Your goal » All lines from the one containing "cmp::max(current.saturating_sub(change), self.min)" through the final line of the entries are to be written out verbatim; no other line is to be included.
== Data in this exercise
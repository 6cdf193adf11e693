use std::cmp;
use std::fmt;

use error_chain::bail;

use crate::coordinates::PixelCoordinate;
use crate::errors::*;
use crate::units::{EdgesCount, Height, NodesCount, Width};

/// Smallest side length that still holds one interior node ring.
pub const MIN_MAZE_DIMENSION: usize = 5;
/// Largest side length the driver will ask for by default.
pub const MAX_MAZE_DIMENSION: usize = 199;

/// Pixel dimensions of a maze bitmap, border included.
///
/// Both sides are odd and at least `MIN_MAZE_DIMENSION`. The only way to get
/// a `MazeSize` is through `MazeSize::new` (or `SizeBounds`, which clamps), so
/// the generator can rely on odd/odd node addressing without checking again.
#[derive(Eq, PartialEq, Hash, Copy, Clone, Debug)]
pub struct MazeSize {
    width: usize,
    height: usize,
}

impl MazeSize {
    pub fn new(width: Width, height: Height) -> Result<MazeSize> {
        if is_valid_dimension(width.0) && is_valid_dimension(height.0) {
            Ok(MazeSize {
                width: width.0,
                height: height.0,
            })
        } else {
            bail!(ErrorKind::InvalidMazeSize(width.0, height.0))
        }
    }

    pub fn square(side: usize) -> Result<MazeSize> {
        MazeSize::new(Width(side), Height(side))
    }

    #[inline(always)]
    pub fn width(&self) -> usize {
        self.width
    }

    #[inline(always)]
    pub fn height(&self) -> usize {
        self.height
    }

    #[inline(always)]
    pub fn pixel_count(&self) -> usize {
        self.width * self.height
    }

    /// Number of node cells along the x axis.
    #[inline(always)]
    pub fn node_columns(&self) -> usize {
        (self.width - 1) / 2
    }

    /// Number of node cells along the y axis.
    #[inline(always)]
    pub fn node_rows(&self) -> usize {
        (self.height - 1) / 2
    }

    pub fn node_count(&self) -> NodesCount {
        NodesCount(self.node_columns() * self.node_rows())
    }

    /// Edges in any spanning tree over the node cells.
    pub fn spanning_tree_edges(&self) -> EdgesCount {
        EdgesCount(self.node_count().0 - 1)
    }

    pub fn contains(&self, coord: PixelCoordinate) -> bool {
        (coord.x as usize) < self.width && (coord.y as usize) < self.height
    }

    /// Inside `[1, size - 2]` on both axes, i.e. not on the outer wall.
    pub fn is_interior(&self, coord: PixelCoordinate) -> bool {
        let (x, y) = (coord.x as usize, coord.y as usize);
        x >= 1 && y >= 1 && x + 2 <= self.width && y + 2 <= self.height
    }

    /// Node cells in row major order.
    pub fn node_cells(&self) -> impl Iterator<Item = PixelCoordinate> {
        let columns = self.node_columns() as u32;
        let rows = self.node_rows() as u32;
        (0..rows).flat_map(move |row| {
            (0..columns).map(move |column| PixelCoordinate::new(column * 2 + 1, row * 2 + 1))
        })
    }
}

impl fmt::Display for MazeSize {
    fn fmt(&self, f: &mut fmt::Formatter) -> fmt::Result {
        write!(f, "{}x{}", self.width, self.height)
    }
}

fn is_valid_dimension(n: usize) -> bool {
    n >= MIN_MAZE_DIMENSION && n % 2 == 1
}

#[derive(Eq, PartialEq, Copy, Clone, Debug)]
pub enum Axis {
    Horizontal,
    Vertical,
}

#[derive(Eq, PartialEq, Copy, Clone, Debug)]
pub enum Resize {
    Grow,
    Shrink,
}

/// How far a single resize request moves one side.
#[derive(Eq, PartialEq, Copy, Clone, Debug)]
pub enum SizeStep {
    Fine,
    Coarse,
}

impl SizeStep {
    pub fn pixels(&self) -> usize {
        match *self {
            SizeStep::Fine => 2,
            SizeStep::Coarse => 20,
        }
    }
}

/// The odd `[min, max]` range that size requests from outside the core are
/// forced into before a maze is generated.
#[derive(Eq, PartialEq, Copy, Clone, Debug)]
pub struct SizeBounds {
    min: usize,
    max: usize,
}

impl Default for SizeBounds {
    fn default() -> SizeBounds {
        SizeBounds {
            min: MIN_MAZE_DIMENSION,
            max: MAX_MAZE_DIMENSION,
        }
    }
}

impl SizeBounds {
    pub fn new(min: usize, max: usize) -> Result<SizeBounds> {
        if !is_valid_dimension(min) || !is_valid_dimension(max) || min > max {
            bail!(ErrorKind::InvalidMazeSize(min, max));
        }
        Ok(SizeBounds { min, max })
    }

    pub fn min(&self) -> usize {
        self.min
    }

    pub fn max(&self) -> usize {
        self.max
    }

    /// Force any requested side length to the nearest odd length in bounds.
    /// Even lengths round down unless that would leave the range.
    pub fn clamp(&self, requested: usize) -> usize {
        let n = cmp::min(cmp::max(requested, self.min), self.max);
        if n % 2 == 1 {
            n
        } else if n - 1 >= self.min {
            n - 1
        } else {
            n + 1
        }
    }

    pub fn clamp_size(&self, width: Width, height: Height) -> MazeSize {
        MazeSize {
            width: self.clamp(width.0),
            height: self.clamp(height.0),
        }
    }

    /// Grow or shrink one side of `size` by `step`.
    ///
    /// A step that would overshoot a bound lands on the bound instead. Returns
    /// `None` when the side already sits on or beyond that bound, so a step
    /// never moves against the requested direction and there is no need for a
    /// new maze.
    pub fn step(&self,
                size: MazeSize,
                axis: Axis,
                resize: Resize,
                step: SizeStep)
                -> Option<MazeSize> {

        let current = match axis {
            Axis::Horizontal => size.width,
            Axis::Vertical => size.height,
        };
        let change = step.pixels();

        let next = match resize {
            Resize::Grow => {
                if current >= self.max {
                    return None;
                }
                cmp::min(current + change, self.max)
            }
            Resize::Shrink => {
                if current <= self.min {
                    return None;
                }
                cmp::max(current.saturating_sub(change), self.min)
            }
        };

        Some(match axis {
            Axis::Horizontal => MazeSize { width: next, ..size },
            Axis::Vertical => MazeSize { height: next, ..size },
        })
    }
}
====
Exercise answer »
                cmp::max(current.saturating_sub(change), self.min)
            }
        };

        Some(match axis {
            Axis::Horizontal => MazeSize { width: next, ..size },
            Axis::Vertical => MazeSize { height: next, ..size },
        })
    }
}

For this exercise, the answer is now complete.